Cette aventure essentielle, imposée aux Québécois contre leur volonté, a profondément modifié le paysage social. 

– Dans les rapports humains, des citoyens se trouvent obligés de réévaluer leurs conditions d'existence, leur engagement familial, leur situation dans la main-d'œuvre. 

– Dans les rapports sociaux, des catégories de citoyens, en particulier les vétérans et les femmes, ont à se relocaliser à long terme. Les mentalités et les attitudes ont subi des mutations qu'un séjour en Europe, en usine, en ville, explique.
 
– Dans les rapports politiques, la guerre force les Québécois à réexaminer leur « sécurité nationale » au sein d'une confédération qui assure au gouvernement fédéral une priorité de fait dans des secteurs fondamentaux en raison des « exigences » militaires du temps. 

Vaguement, la fin de la guerre ramène l'inquiétude d'une récession économique. 

Qu'adviendra-t-il des usines dites « de guerre », des bases militaires, des camps d'entraînement et de l'activité économique qui en découlait ? 

Dans les remous de l'après-guerre, les images des dévastations européennes évoquent les souvenirs des temps de misères et privations qui ont marqué les visages et les esprits dans les années trente. 

Gabrielle Roy a signifié cette inquiétude en dégageant une imagerie de la guerre « comme une chance vraiment personnelle », comme la fin du règne « de l'assistance publique ». 

De ces confusions, nées de souvenirs et d'expériences récentes, émergent des situations qui sont les tensions de l'après-guerre. 

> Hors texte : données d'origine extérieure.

//! Turn-by-turn legs for a planned route.

use geo::Coord;
use log::debug;
use pubcrawl_core::{
    DirectionsProvider, DistanceError, PubIndex, PubRegistry, Route, RouteElement, RouteLeg,
};
use thiserror::Error;

/// Errors returned by [`navigation_legs`].
#[derive(Debug, Clone, PartialEq, Eq, Error)]
pub enum NavigationError {
    /// The route names a venue missing from the registry.
    #[error("pub {index} is not in the registry")]
    UnknownPub {
        /// The missing index.
        index: PubIndex,
    },
    /// The directions provider failed for one leg.
    #[error("directions for leg {leg} failed: {source}")]
    Directions {
        /// Zero-based leg position.
        leg: usize,
        /// Underlying failure.
        #[source]
        source: DistanceError,
    },
}

/// Fetch walking directions for every leg of `route`, in order.
///
/// Legs are requested one at a time; the first failure aborts the walk.
///
/// # Examples
/// ```rust
/// use geo::Coord;
/// use pubcrawl_core::test_support::{StraightLineDirections, registry_from_coords};
/// use pubcrawl_core::{PubIndex, Route};
/// use pubcrawl_planner::navigation_legs;
///
/// let registry = registry_from_coords(&[Coord { x: 0.001, y: 0.0 }]);
/// let route = Route::new(vec![PubIndex::new(0)])?;
/// let legs = navigation_legs(
///     &route,
///     &registry,
///     Coord { x: 0.0, y: 0.0 },
///     Coord { x: 0.002, y: 0.0 },
///     &StraightLineDirections,
/// )?;
/// assert_eq!(legs.len(), 2);
/// # Ok::<(), Box<dyn std::error::Error>>(())
/// ```
pub fn navigation_legs<D: DirectionsProvider + ?Sized>(
    route: &Route,
    registry: &PubRegistry,
    start: Coord<f64>,
    end: Coord<f64>,
    provider: &D,
) -> Result<Vec<RouteLeg>, NavigationError> {
    let locate = |element: RouteElement| match element {
        RouteElement::Start => Ok(start),
        RouteElement::End => Ok(end),
        RouteElement::Pub(index) => registry
            .location(index)
            .ok_or(NavigationError::UnknownPub { index }),
    };

    route
        .legs()
        .enumerate()
        .map(|(leg, (from, to))| {
            let origin = locate(from)?;
            let destination = locate(to)?;
            debug!("requesting directions for leg {leg}: {from} -> {to}");
            provider
                .directions(origin, destination)
                .map_err(|source| NavigationError::Directions { leg, source })
        })
        .collect()
}
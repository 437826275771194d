//! Test-only utilities for `pubcrawl-planner`.
//!
//! The helpers in this module are available to unit tests, behavioural tests
//! and benchmarks. They are gated behind the `test-support` feature (and
//! `cfg(test)`).

use geo::Coord;
use pubcrawl_core::test_support::{PlanarDistanceOracle, planar_matrix, registry_from_coords};
use rand::{Rng, SeedableRng};
use rand_chacha::ChaCha8Rng;

use crate::{CrawlPlanner, PlannerConfig};

/// Start of the synthetic corridor used by [`scattered_coords`].
pub const CORRIDOR_START: Coord<f64> = Coord { x: -2.60, y: 51.45 };

/// End of the synthetic corridor used by [`scattered_coords`].
pub const CORRIDOR_END: Coord<f64> = Coord { x: -2.58, y: 51.46 };

/// Build a planner over `coords` that measures straight lines.
///
/// # Panics
/// Panics if `config` is invalid.
///
/// # Examples
/// ```rust
/// use geo::Coord;
/// use pubcrawl_planner::PlannerConfig;
/// use pubcrawl_planner::test_support::planar_planner;
///
/// let planner = planar_planner(&[Coord { x: 0.1, y: 0.0 }], PlannerConfig::default());
/// assert_eq!(planner.registry().len(), 1);
/// ```
#[must_use]
#[expect(clippy::expect_used, reason = "test helpers fail loudly on bad fixtures")]
pub fn planar_planner(
    coords: &[Coord<f64>],
    config: PlannerConfig,
) -> CrawlPlanner<PlanarDistanceOracle> {
    let registry = registry_from_coords(coords);
    let matrix = planar_matrix(&registry);
    CrawlPlanner::with_config(registry, matrix, PlanarDistanceOracle, config)
        .expect("planar fixtures are consistent")
}

/// Deterministically scatter `count` venues in a box around the corridor
/// from [`CORRIDOR_START`] to [`CORRIDOR_END`].
///
/// # Examples
/// ```rust
/// use pubcrawl_planner::test_support::scattered_coords;
///
/// assert_eq!(scattered_coords(30, 7), scattered_coords(30, 7));
/// ```
#[must_use]
#[expect(
    clippy::float_arithmetic,
    reason = "venue positions are offsets in degrees"
)]
pub fn scattered_coords(count: usize, seed: u64) -> Vec<Coord<f64>> {
    let mut rng = ChaCha8Rng::seed_from_u64(seed);
    let margin = 0.005;
    let (min_x, max_x) = (
        CORRIDOR_START.x.min(CORRIDOR_END.x) - margin,
        CORRIDOR_START.x.max(CORRIDOR_END.x) + margin,
    );
    let (min_y, max_y) = (
        CORRIDOR_START.y.min(CORRIDOR_END.y) - margin,
        CORRIDOR_START.y.max(CORRIDOR_END.y) + margin,
    );
    (0..count)
        .map(|_| Coord {
            x: rng.gen_range(min_x..max_x),
            y: rng.gen_range(min_y..max_y),
        })
        .collect()
}
//! Walking distances between venues and the caller's endpoints.
//!
//! Pub-to-pub distances come from a precomputed, dense [`DistanceMatrix`].
//! Distances between a venue and an arbitrary coordinate (the crawl's start
//! or end) come from a [`DistanceOracle`], which is usually backed by a
//! remote routing service and is therefore queried in batches.
//!
//! All distances are in meters. Unreachable pairs are reported as
//! [`f64::INFINITY`] rather than as errors.

mod error;
mod matrix;
mod oracle;

pub use error::{DistanceError, DistanceLookupError};
pub use matrix::{DistanceMatrix, DistanceMatrixError};
pub use oracle::DistanceOracle;
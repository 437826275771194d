//! Turn-by-turn directions for the legs of a finished route.
//!
//! Directions only annotate a route that has already been decided; they never
//! feed back into planning.

use geo::{Coord, LineString};

use crate::DistanceError;

/// A single manoeuvre within a [`RouteLeg`].
#[derive(Debug, Clone, PartialEq)]
#[cfg_attr(feature = "serde", derive(serde::Serialize, serde::Deserialize))]
pub struct LegStep {
    /// Name of the way being followed; empty when unnamed.
    pub name: String,
    /// Manoeuvre type, e.g. `"turn"` or `"arrive"`.
    pub maneuver: String,
    /// Optional manoeuvre modifier, e.g. `"left"`.
    pub modifier: Option<String>,
    /// Step length in meters.
    pub distance_meters: f64,
    /// Step duration in seconds.
    pub duration_seconds: f64,
}

/// Walking directions between two consecutive route elements.
#[derive(Debug, Clone, PartialEq)]
#[cfg_attr(feature = "serde", derive(serde::Serialize, serde::Deserialize))]
pub struct RouteLeg {
    /// Leg length in meters.
    pub distance_meters: f64,
    /// Leg duration in seconds.
    pub duration_seconds: f64,
    /// Manoeuvres in order.
    pub steps: Vec<LegStep>,
    /// Path geometry, `x = longitude`, `y = latitude`.
    pub geometry: LineString<f64>,
}

/// Fetch walking directions between two coordinates.
///
/// # Examples
///
/// ```rust
/// use geo::{Coord, LineString};
/// use pubcrawl_core::{DirectionsProvider, DistanceError, RouteLeg};
///
/// struct StraightLine;
///
/// impl DirectionsProvider for StraightLine {
///     fn directions(&self, from: Coord<f64>, to: Coord<f64>) -> Result<RouteLeg, DistanceError> {
///         Ok(RouteLeg {
///             distance_meters: 0.0,
///             duration_seconds: 0.0,
///             steps: Vec::new(),
///             geometry: LineString::from(vec![from, to]),
///         })
///     }
/// }
///
/// let leg = StraightLine.directions(Coord { x: 0.0, y: 0.0 }, Coord { x: 1.0, y: 0.0 })?;
/// assert_eq!(leg.geometry.0.len(), 2);
/// # Ok::<(), DistanceError>(())
/// ```
pub trait DirectionsProvider {
    /// Return directions from `from` to `to`.
    fn directions(&self, from: Coord<f64>, to: Coord<f64>) -> Result<RouteLeg, DistanceError>;
}

impl<T: DirectionsProvider + ?Sized> DirectionsProvider for &T {
    fn directions(&self, from: Coord<f64>, to: Coord<f64>) -> Result<RouteLeg, DistanceError> {
        (**self).directions(from, to)
    }
}
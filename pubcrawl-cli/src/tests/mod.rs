//! Shared test harness modules for the pub crawl CLI.
#![expect(
    clippy::panic,
    reason = "Tests assert panic branches to surface unexpected CLI outcomes"
)]

use super::*;

mod helpers;
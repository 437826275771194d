//! Distance lookups between route elements.
//!
//! Pub-to-pub legs come from the precomputed [`DistanceMatrix`]. Legs that
//! touch the caller's start or end depend on the request, so they are fetched
//! from the [`DistanceOracle`] for the whole candidate set up front and cached
//! for the rest of the call.

use std::collections::HashMap;

use geo::Coord;
use log::debug;
use pubcrawl_core::{
    DistanceError, DistanceLookupError, DistanceMatrix, DistanceOracle, PubIndex, PubRegistry,
    RouteElement,
};

/// Start and end legs for one planning call's candidates.
#[derive(Debug, Clone, Default)]
pub(crate) struct EndpointDistances {
    from_start: HashMap<PubIndex, f64>,
    to_end: HashMap<PubIndex, f64>,
}

impl EndpointDistances {
    /// Fetch both endpoint legs with one batched oracle call each.
    pub(crate) fn fetch<O: DistanceOracle>(
        oracle: &O,
        registry: &PubRegistry,
        candidates: &[PubIndex],
        start: Coord<f64>,
        end: Coord<f64>,
    ) -> Result<Self, DistanceError> {
        let (indices, coords): (Vec<PubIndex>, Vec<Coord<f64>>) = candidates
            .iter()
            .filter_map(|&index| registry.location(index).map(|coord| (index, coord)))
            .unzip();
        let from_start = oracle.distances_from(start, &coords)?;
        let to_end = oracle.distances_to(&coords, end)?;
        debug!(
            "fetched endpoint distances for {} candidates",
            indices.len()
        );
        Ok(Self {
            from_start: indices.iter().copied().zip(from_start).collect(),
            to_end: indices.into_iter().zip(to_end).collect(),
        })
    }

    #[cfg(test)]
    pub(crate) fn from_pairs(
        from_start: impl IntoIterator<Item = (PubIndex, f64)>,
        to_end: impl IntoIterator<Item = (PubIndex, f64)>,
    ) -> Self {
        Self {
            from_start: from_start.into_iter().collect(),
            to_end: to_end.into_iter().collect(),
        }
    }
}

/// Resolves the distance of any valid leg between route elements.
#[derive(Debug, Clone, Copy)]
pub(crate) struct DistanceAccessor<'a> {
    matrix: &'a DistanceMatrix,
    endpoints: &'a EndpointDistances,
}

impl<'a> DistanceAccessor<'a> {
    pub(crate) const fn new(matrix: &'a DistanceMatrix, endpoints: &'a EndpointDistances) -> Self {
        Self { matrix, endpoints }
    }

    /// Distance in meters from `from` to `to`.
    ///
    /// Only forward legs are valid: the start may lead to a venue, a venue to
    /// another venue or the end.
    pub(crate) fn distance(
        &self,
        from: RouteElement,
        to: RouteElement,
    ) -> Result<f64, DistanceLookupError> {
        match (from, to) {
            (RouteElement::Pub(a), RouteElement::Pub(b)) => {
                self.matrix.get(a, b).ok_or_else(|| {
                    let index = if a.get() >= self.matrix.size() { a } else { b };
                    DistanceLookupError::OutOfRange { index }
                })
            }
            (RouteElement::Start, RouteElement::Pub(index)) => self
                .endpoints
                .from_start
                .get(&index)
                .copied()
                .ok_or(DistanceLookupError::Unavailable { from, to }),
            (RouteElement::Pub(index), RouteElement::End) => self
                .endpoints
                .to_end
                .get(&index)
                .copied()
                .ok_or(DistanceLookupError::Unavailable { from, to }),
            _ => Err(DistanceLookupError::InvalidPair { from, to }),
        }
    }
}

– Volonté de conserver cette liberté chèrement assurée. En de subtiles dimensions des existences, chacun cherchera des zones accrues de temps libre, de loisirs, de voyages, d'appropriation. Une éthique plus autonome germe lentement, prépare les mutations des valeurs depuis enregistrées. En même temps que s'organisent les divers types de sécurité collective, chacun poursuit ses objectifs privés. À l'effort collectif imposé, succède un individualisme fondamental.
 
– Crainte des ennemis « communistes » partagée par de vastes sections de l'opinion publique occidentale. De plus, cette question s'entremêle avec l'épineux problème des « libertés religieuses » dans les démocraties populaires à l'Est, les « persécutions des évêques, prêtres et fidèles » rendues plus dramatiques encore par de constantes condamnations du pape Pie XII, sans doute l'une des figures les plus vénérées ici dans la décennie de l'après-guerre. 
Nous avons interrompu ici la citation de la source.